Excerpts from a dataset:
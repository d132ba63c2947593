//! TIM3 carrier and TIM2 one-shot burst scheduler.

use embassy_stm32::interrupt::{Interrupt, InterruptExt};
use embassy_stm32::pac;
use embassy_stm32::pac::timer::vals::{Ocm, Urs};
use tach_core::irq::IrqLine;
use tach_core::synth::{CarrierTimer, OneShotTimer};

const SCHEDULER_IRQ: Interrupt = Interrupt::TIM2;

/// TIM3_CH1 square wave on the tach pin.
pub struct Tim3Carrier;

impl CarrierTimer for Tim3Carrier {
    fn configure(&mut self, period: u32, compare: u32) {
        let tim = pac::TIM3;
        let arr = u16::try_from(period.saturating_sub(1)).unwrap_or(u16::MAX);
        let ccr = u16::try_from(compare).unwrap_or(u16::MAX);

        tim.cr1().modify(|w| w.set_cen(false));
        tim.psc().write_value(0);
        tim.arr().write(|w| w.set_arr(arr));
        tim.ccr(0).write(|w| w.set_ccr(ccr));
        tim.ccmr_output(0).modify(|w| {
            w.set_ocm(0, Ocm::PWM_MODE1);
            w.set_ocpe(0, true);
        });
        tim.ccer().modify(|w| w.set_cce(0, true));
        tim.egr().write(|w| w.set_ug(true));
    }

    fn enable(&mut self) {
        let tim = pac::TIM3;
        tim.cnt().write(|w| w.set_cnt(0));
        tim.cr1().modify(|w| w.set_cen(true));
    }

    fn disable(&mut self) {
        pac::TIM3.cr1().modify(|w| w.set_cen(false));
    }
}

/// TIM2 in one-pulse mode; its update interrupt advances the burst state.
pub struct Tim2Scheduler;

impl IrqLine for Tim2Scheduler {
    fn mask(&mut self) {
        SCHEDULER_IRQ.disable();
    }

    fn unmask(&mut self) {
        // SAFETY: the TIM2 handler reaches the synthesizer only through the
        // controller critical section.
        unsafe { SCHEDULER_IRQ.enable() };
    }

    fn clear_pending(&mut self) {
        pac::TIM2.sr().modify(|w| w.set_uif(false));
        SCHEDULER_IRQ.unpend();
    }

    fn is_masked(&self) -> bool {
        !SCHEDULER_IRQ.is_enabled()
    }
}

impl OneShotTimer for Tim2Scheduler {
    fn configure_one_shot(&mut self) {
        let tim = pac::TIM2;
        tim.cr1().modify(|w| {
            w.set_cen(false);
            w.set_opm(true);
            w.set_urs(Urs::COUNTER_ONLY);
        });
        tim.psc().write_value(0);
        tim.dier().modify(|w| w.set_uie(true));
        tim.sr().modify(|w| w.set_uif(false));
    }

    fn arm(&mut self, cycles: u32) {
        let tim = pac::TIM2;
        // The update event fires when the counter rolls over from ARR.
        tim.arr().write(|w| w.set_arr(cycles.saturating_sub(1).max(1)));
        tim.cnt().write(|w| w.set_cnt(0));
        tim.cr1().modify(|w| w.set_cen(true));
    }

    fn disarm(&mut self) {
        let tim = pac::TIM2;
        tim.cr1().modify(|w| w.set_cen(false));
        tim.sr().modify(|w| w.set_uif(false));
        SCHEDULER_IRQ.unpend();
    }

    fn acknowledge(&mut self) {
        pac::TIM2.sr().modify(|w| w.set_uif(false));
    }
}
use embassy_stm32 as hal;
use embassy_stm32::Peri;
use embassy_stm32::usart::{BufferedUart, Config as UartConfig};
use embassy_time::{Duration, Timer};
use embedded_io_async::{Read, Write};
use static_cell::StaticCell;
use tach_core::console::commands::{CommandError, CommandExecutor, CommandOutcome};

use super::{DIAG_DROPPED, DIAG_LINES, DIAG_SWITCH, DUTY, TACH, TIMEBASE};
use crate::board::{CONSOLE_BAUD, CONSOLE_RX_BUFFER, CONSOLE_TX_BUFFER};
use crate::console::{ConsoleSession, Reply};
use crate::diag::QueueSink;

static TX_BUFFER: StaticCell<[u8; CONSOLE_TX_BUFFER]> = StaticCell::new();
static RX_BUFFER: StaticCell<[u8; CONSOLE_RX_BUFFER]> = StaticCell::new();

embassy_stm32::bind_interrupts!(struct ConsoleIrqs {
    USART2_LPUART2 => embassy_stm32::usart::BufferedInterruptHandler<hal::peripherals::USART2>;
});

/// Operator console on USART2.
#[embassy_executor::task]
pub async fn run(
    usart: Peri<'static, hal::peripherals::USART2>,
    tx_pin: Peri<'static, hal::peripherals::PA2>,
    rx_pin: Peri<'static, hal::peripherals::PA3>,
) -> ! {
    let mut config = UartConfig::default();
    config.baudrate = CONSOLE_BAUD;

    let uart = BufferedUart::new(
        usart,
        rx_pin,
        tx_pin,
        TX_BUFFER.init([0; CONSOLE_TX_BUFFER]),
        RX_BUFFER.init([0; CONSOLE_RX_BUFFER]),
        ConsoleIrqs,
        config,
    )
    .expect("failed to initialize console UART");
    let (mut uart_tx, mut uart_rx) = uart.split();

    let mut session = ConsoleSession::new();
    let mut reply = Reply::new();
    if ConsoleSession::greet(&mut reply).is_ok()
        && uart_tx.write_all(reply.as_bytes()).await.is_err()
    {
        defmt::warn!("console: UART write error");
    }

    let mut ingress = [0u8; 16];
    loop {
        let count = match uart_rx.read(&mut ingress).await {
            Ok(count) => count,
            Err(_) => {
                defmt::warn!("console: UART read error");
                Timer::after(Duration::from_millis(5)).await;
                continue;
            }
        };

        for &byte in &ingress[..count] {
            reply.clear();
            if session.feed(byte, &mut reply, execute_line).is_err() {
                defmt::warn!("console: reply truncated");
            }
            if !reply.is_empty() && uart_tx.write_all(reply.as_bytes()).await.is_err() {
                defmt::warn!("console: UART write error");
            }
        }
    }
}

fn execute_line(line: &str) -> Result<CommandOutcome, CommandError> {
    let now_ms = TIMEBASE.millis();
    let mut sink = QueueSink::new(&DIAG_LINES, &DIAG_DROPPED, &DIAG_SWITCH);

    let result = critical_section::with(|cs| {
        let mut slot = TACH.borrow_ref_mut(cs);
        let Some(tach) = slot.as_mut() else {
            return Ok(CommandOutcome::Idle);
        };
        CommandExecutor::new(tach, &DUTY, &DIAG_SWITCH).execute(line, now_ms, &mut sink)
    });

    match &result {
        Ok(CommandOutcome::Capture(enabled)) => defmt::info!("tach: capture {}", enabled),
        Ok(CommandOutcome::Synth(enabled)) => defmt::info!("tach: synth {}", enabled),
        Ok(CommandOutcome::Reporting(enabled)) => defmt::info!("tach: reporting {}", enabled),
        Ok(CommandOutcome::Debug(enabled)) => defmt::info!("diag: stream {}", enabled),
        Ok(_) => {}
        Err(err) => defmt::warn!("console: {}", defmt::Display2Format(err)),
    }
    result
}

What is expected: What is needed is every line from the data above that includes the string "compare", copied out.

Task output:
    fn configure(&mut self, period: u32, compare: u32) {
        let ccr = u16::try_from(compare).unwrap_or(u16::MAX);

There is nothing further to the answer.